[[ Data provided open ]]

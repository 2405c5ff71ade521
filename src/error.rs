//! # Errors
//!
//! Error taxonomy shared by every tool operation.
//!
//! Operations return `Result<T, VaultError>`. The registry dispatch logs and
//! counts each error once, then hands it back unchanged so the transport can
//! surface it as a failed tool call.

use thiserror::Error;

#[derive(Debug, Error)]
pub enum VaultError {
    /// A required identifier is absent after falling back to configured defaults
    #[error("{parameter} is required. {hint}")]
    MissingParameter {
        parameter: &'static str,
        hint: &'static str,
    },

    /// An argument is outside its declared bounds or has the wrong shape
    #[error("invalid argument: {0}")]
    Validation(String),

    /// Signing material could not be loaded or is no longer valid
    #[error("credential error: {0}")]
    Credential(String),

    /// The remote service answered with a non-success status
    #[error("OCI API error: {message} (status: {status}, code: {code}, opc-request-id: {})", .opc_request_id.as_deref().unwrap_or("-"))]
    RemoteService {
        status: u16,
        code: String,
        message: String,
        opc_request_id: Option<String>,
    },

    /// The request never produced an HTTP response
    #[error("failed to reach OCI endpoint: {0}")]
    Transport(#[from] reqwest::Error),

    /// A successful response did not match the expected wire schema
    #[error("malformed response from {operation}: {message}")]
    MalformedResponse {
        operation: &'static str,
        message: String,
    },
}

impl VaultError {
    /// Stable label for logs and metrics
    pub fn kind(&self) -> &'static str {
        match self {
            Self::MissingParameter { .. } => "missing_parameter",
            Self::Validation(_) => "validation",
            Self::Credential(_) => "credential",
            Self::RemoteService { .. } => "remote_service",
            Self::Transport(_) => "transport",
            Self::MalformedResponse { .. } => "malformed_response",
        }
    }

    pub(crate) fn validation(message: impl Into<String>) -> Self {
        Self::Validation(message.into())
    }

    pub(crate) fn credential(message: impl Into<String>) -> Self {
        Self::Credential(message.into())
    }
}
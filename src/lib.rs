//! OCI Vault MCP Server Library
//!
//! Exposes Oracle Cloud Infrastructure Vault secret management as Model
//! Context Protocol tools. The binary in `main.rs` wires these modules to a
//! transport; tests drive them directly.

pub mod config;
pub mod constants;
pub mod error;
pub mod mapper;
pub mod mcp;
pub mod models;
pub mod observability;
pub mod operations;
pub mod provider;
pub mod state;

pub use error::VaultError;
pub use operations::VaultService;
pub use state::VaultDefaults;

[[ Data provided closed ]]
[[ Data provided open ]]

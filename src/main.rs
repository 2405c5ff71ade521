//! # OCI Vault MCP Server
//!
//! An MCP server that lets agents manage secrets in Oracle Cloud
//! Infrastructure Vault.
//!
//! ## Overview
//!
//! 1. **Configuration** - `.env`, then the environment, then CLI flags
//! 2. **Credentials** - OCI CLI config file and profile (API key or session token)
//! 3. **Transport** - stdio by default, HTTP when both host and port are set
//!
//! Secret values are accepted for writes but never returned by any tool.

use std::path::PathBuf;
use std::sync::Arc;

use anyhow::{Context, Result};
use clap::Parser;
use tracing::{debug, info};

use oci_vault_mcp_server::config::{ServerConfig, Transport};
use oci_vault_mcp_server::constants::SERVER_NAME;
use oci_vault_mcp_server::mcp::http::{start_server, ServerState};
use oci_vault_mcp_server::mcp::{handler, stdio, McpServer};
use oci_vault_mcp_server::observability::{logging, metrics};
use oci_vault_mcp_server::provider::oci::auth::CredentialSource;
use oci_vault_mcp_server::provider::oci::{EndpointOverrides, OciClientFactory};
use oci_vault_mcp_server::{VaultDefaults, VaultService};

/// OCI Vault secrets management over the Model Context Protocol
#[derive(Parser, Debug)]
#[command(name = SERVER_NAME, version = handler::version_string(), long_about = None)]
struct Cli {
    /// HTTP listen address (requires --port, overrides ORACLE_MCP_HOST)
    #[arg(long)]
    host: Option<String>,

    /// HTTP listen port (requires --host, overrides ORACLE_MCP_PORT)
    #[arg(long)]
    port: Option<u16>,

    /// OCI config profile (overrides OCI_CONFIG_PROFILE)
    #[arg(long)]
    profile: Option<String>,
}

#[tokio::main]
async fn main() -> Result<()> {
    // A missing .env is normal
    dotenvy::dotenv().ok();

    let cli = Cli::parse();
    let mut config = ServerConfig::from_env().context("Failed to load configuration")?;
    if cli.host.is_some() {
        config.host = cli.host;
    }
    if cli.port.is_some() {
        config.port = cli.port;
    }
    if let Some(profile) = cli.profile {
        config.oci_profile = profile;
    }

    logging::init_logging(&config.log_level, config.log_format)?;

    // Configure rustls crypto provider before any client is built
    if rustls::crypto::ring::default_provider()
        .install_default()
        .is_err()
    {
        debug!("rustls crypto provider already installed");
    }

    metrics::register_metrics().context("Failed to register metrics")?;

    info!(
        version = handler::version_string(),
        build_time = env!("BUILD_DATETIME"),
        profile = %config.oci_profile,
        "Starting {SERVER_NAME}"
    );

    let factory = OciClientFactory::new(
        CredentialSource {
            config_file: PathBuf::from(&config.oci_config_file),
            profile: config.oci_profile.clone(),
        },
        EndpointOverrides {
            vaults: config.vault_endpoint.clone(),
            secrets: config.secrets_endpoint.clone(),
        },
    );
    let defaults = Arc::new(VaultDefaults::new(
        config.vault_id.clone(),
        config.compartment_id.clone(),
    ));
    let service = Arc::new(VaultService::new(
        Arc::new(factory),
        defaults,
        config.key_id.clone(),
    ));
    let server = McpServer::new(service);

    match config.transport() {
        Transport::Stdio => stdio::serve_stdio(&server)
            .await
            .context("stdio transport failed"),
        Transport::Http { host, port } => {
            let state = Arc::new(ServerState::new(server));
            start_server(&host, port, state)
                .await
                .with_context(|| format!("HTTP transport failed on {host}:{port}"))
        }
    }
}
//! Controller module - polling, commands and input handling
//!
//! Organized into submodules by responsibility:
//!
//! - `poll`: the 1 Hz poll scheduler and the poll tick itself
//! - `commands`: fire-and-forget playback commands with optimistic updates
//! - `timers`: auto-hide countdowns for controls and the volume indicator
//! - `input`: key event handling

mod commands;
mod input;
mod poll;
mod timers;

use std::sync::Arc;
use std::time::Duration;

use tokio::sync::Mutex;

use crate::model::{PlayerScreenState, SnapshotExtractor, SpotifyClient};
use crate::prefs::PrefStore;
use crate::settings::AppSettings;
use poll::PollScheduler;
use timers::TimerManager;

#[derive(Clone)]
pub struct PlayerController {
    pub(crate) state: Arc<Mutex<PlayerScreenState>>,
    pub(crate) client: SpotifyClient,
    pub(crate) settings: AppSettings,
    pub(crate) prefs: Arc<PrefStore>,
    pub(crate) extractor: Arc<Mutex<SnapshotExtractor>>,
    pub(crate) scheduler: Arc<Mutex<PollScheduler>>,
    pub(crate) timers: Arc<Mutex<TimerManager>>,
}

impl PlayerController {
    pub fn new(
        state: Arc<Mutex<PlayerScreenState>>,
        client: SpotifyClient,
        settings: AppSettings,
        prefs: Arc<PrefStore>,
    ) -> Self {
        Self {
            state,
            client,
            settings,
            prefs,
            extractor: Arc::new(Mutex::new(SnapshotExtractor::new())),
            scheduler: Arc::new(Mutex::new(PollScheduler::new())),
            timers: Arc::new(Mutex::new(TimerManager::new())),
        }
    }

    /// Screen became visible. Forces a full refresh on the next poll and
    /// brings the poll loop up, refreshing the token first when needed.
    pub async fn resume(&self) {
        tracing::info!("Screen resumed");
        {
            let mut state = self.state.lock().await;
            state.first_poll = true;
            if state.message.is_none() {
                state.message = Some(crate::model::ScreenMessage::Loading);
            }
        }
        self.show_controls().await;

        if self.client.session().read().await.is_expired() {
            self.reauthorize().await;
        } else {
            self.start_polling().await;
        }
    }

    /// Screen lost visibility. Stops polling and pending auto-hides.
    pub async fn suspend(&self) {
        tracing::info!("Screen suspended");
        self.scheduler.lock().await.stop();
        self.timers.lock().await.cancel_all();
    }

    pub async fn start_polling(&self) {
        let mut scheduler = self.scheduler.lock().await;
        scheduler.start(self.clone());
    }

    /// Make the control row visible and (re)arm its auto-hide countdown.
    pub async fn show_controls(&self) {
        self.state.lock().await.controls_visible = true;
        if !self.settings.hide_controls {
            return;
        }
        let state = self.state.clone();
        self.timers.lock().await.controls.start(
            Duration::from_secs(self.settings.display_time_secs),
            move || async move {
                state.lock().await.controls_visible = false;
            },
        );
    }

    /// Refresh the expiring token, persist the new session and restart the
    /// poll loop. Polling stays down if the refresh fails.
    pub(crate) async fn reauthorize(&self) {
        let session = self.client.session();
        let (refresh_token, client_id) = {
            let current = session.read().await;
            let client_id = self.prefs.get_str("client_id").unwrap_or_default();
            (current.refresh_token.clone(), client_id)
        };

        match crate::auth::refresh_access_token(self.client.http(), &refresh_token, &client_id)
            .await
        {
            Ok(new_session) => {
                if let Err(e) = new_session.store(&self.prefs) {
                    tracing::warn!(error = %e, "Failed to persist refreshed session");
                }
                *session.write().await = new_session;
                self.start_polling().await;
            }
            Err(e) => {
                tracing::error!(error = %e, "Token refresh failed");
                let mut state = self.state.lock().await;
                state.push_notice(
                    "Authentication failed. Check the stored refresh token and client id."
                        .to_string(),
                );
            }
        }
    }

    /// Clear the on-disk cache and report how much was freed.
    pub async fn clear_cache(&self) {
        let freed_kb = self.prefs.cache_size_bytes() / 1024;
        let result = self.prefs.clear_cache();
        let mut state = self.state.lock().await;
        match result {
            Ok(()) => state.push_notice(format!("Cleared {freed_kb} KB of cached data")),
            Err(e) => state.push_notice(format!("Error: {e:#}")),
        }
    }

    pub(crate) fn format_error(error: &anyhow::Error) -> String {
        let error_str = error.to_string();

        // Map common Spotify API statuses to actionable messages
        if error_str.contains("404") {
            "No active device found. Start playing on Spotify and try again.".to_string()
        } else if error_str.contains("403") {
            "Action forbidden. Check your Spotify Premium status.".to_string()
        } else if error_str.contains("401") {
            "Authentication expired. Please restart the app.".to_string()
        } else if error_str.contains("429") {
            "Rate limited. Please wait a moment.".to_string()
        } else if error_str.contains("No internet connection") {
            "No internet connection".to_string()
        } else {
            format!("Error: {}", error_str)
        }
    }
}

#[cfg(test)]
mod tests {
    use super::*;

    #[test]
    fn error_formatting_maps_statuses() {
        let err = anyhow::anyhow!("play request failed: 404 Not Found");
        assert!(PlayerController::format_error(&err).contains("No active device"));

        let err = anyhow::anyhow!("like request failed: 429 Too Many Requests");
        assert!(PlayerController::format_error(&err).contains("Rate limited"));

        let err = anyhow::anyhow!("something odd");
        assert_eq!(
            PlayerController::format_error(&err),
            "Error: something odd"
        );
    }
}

[[ Data provided closed ]]
[[ Data provided open ]]

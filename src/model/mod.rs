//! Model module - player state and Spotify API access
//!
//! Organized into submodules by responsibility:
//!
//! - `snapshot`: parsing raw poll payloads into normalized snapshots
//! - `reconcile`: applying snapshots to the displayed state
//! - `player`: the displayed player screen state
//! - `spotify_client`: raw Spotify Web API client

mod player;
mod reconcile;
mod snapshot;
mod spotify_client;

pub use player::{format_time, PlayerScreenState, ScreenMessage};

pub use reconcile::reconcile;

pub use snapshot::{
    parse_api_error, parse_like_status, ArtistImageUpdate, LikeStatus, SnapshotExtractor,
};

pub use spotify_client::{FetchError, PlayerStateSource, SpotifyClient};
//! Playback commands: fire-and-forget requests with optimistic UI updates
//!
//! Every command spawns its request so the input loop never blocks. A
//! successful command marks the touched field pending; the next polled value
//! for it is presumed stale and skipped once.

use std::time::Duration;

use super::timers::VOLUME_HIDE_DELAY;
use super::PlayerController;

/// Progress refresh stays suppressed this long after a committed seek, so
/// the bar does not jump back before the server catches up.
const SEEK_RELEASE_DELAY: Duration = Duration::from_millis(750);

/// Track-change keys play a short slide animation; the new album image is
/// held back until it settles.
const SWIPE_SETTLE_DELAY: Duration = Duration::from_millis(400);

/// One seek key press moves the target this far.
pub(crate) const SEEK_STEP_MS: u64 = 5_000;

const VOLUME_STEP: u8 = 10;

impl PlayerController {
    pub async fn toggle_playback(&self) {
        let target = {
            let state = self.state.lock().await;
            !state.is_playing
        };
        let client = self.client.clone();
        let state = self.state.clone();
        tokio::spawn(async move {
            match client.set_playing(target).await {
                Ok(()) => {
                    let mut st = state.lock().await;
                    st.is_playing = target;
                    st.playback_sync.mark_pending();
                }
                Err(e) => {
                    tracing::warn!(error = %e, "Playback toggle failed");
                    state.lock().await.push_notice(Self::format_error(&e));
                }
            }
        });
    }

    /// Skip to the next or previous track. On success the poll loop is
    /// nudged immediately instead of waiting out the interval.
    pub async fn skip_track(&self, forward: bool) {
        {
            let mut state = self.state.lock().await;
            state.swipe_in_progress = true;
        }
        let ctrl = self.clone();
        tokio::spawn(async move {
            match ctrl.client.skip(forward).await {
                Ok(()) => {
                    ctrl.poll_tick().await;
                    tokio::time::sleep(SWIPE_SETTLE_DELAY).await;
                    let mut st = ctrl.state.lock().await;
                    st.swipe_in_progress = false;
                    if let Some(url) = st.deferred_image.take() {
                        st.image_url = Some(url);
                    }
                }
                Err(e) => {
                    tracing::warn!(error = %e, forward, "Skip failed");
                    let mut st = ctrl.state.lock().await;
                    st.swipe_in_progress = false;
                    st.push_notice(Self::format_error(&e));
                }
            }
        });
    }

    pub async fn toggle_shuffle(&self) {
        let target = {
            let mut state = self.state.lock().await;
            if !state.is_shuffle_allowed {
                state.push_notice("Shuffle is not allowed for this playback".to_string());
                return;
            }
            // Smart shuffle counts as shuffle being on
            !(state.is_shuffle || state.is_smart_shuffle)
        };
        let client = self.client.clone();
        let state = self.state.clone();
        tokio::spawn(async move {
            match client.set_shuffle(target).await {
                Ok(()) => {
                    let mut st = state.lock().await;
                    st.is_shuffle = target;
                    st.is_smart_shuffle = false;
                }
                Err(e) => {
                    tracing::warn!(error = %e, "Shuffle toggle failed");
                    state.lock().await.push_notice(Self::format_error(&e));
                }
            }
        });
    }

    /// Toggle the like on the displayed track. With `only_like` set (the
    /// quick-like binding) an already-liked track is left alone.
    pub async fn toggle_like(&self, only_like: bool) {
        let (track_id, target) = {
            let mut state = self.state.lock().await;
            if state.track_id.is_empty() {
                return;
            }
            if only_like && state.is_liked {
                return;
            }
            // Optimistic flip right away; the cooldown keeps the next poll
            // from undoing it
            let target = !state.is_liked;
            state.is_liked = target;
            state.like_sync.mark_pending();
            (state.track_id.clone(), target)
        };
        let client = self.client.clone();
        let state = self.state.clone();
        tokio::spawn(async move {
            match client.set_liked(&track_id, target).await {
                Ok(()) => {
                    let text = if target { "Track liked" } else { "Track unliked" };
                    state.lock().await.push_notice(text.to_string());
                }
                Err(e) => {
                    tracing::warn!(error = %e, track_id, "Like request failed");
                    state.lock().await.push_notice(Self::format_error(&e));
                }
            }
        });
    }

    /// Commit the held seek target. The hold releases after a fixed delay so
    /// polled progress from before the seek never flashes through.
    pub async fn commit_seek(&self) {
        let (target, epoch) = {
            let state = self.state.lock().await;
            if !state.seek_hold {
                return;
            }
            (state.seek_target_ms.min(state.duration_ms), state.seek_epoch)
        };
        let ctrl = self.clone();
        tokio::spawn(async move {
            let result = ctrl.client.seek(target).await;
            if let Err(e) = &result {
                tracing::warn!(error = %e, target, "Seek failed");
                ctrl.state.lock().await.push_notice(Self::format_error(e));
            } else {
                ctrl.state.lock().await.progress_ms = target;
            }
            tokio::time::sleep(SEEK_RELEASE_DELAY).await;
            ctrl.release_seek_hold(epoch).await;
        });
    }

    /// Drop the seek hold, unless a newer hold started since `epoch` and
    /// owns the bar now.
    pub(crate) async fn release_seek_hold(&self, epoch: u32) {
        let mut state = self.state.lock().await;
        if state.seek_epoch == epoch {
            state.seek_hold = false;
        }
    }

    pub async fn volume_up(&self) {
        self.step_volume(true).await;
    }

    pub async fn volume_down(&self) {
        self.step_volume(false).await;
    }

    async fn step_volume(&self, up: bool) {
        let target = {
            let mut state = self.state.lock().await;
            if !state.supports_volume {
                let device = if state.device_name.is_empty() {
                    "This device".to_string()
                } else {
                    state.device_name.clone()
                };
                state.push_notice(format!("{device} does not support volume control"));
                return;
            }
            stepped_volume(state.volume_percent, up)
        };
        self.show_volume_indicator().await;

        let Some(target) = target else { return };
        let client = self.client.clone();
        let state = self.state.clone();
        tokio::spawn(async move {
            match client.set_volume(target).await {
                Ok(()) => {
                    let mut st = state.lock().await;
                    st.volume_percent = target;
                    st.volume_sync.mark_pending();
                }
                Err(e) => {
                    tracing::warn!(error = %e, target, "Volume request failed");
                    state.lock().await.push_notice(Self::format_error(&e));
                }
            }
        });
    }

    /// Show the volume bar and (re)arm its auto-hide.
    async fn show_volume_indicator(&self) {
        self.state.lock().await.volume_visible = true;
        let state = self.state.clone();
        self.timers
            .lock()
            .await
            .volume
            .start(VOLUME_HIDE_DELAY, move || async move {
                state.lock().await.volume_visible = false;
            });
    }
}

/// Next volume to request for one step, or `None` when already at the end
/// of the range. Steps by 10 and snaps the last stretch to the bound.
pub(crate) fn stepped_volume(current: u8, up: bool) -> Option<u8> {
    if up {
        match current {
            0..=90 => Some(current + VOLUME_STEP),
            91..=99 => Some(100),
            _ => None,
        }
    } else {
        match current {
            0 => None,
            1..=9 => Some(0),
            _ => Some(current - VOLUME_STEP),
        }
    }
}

[[ Data provided closed ]]

### [Task to complete]
Identify the lines of the entries containing the string "match". Copy each such line.

### [Exercise result]
    /// A successful response did not match the expected wire schema
        match self {
    match config.transport() {
        match crate::auth::refresh_access_token(self.client.http(), &refresh_token, &client_id)
        match result {
            match client.set_playing(target).await {
            match ctrl.client.skip(forward).await {
            match client.set_shuffle(target).await {
            match client.set_liked(&track_id, target).await {
            match client.set_volume(target).await {
        match current {
        match current {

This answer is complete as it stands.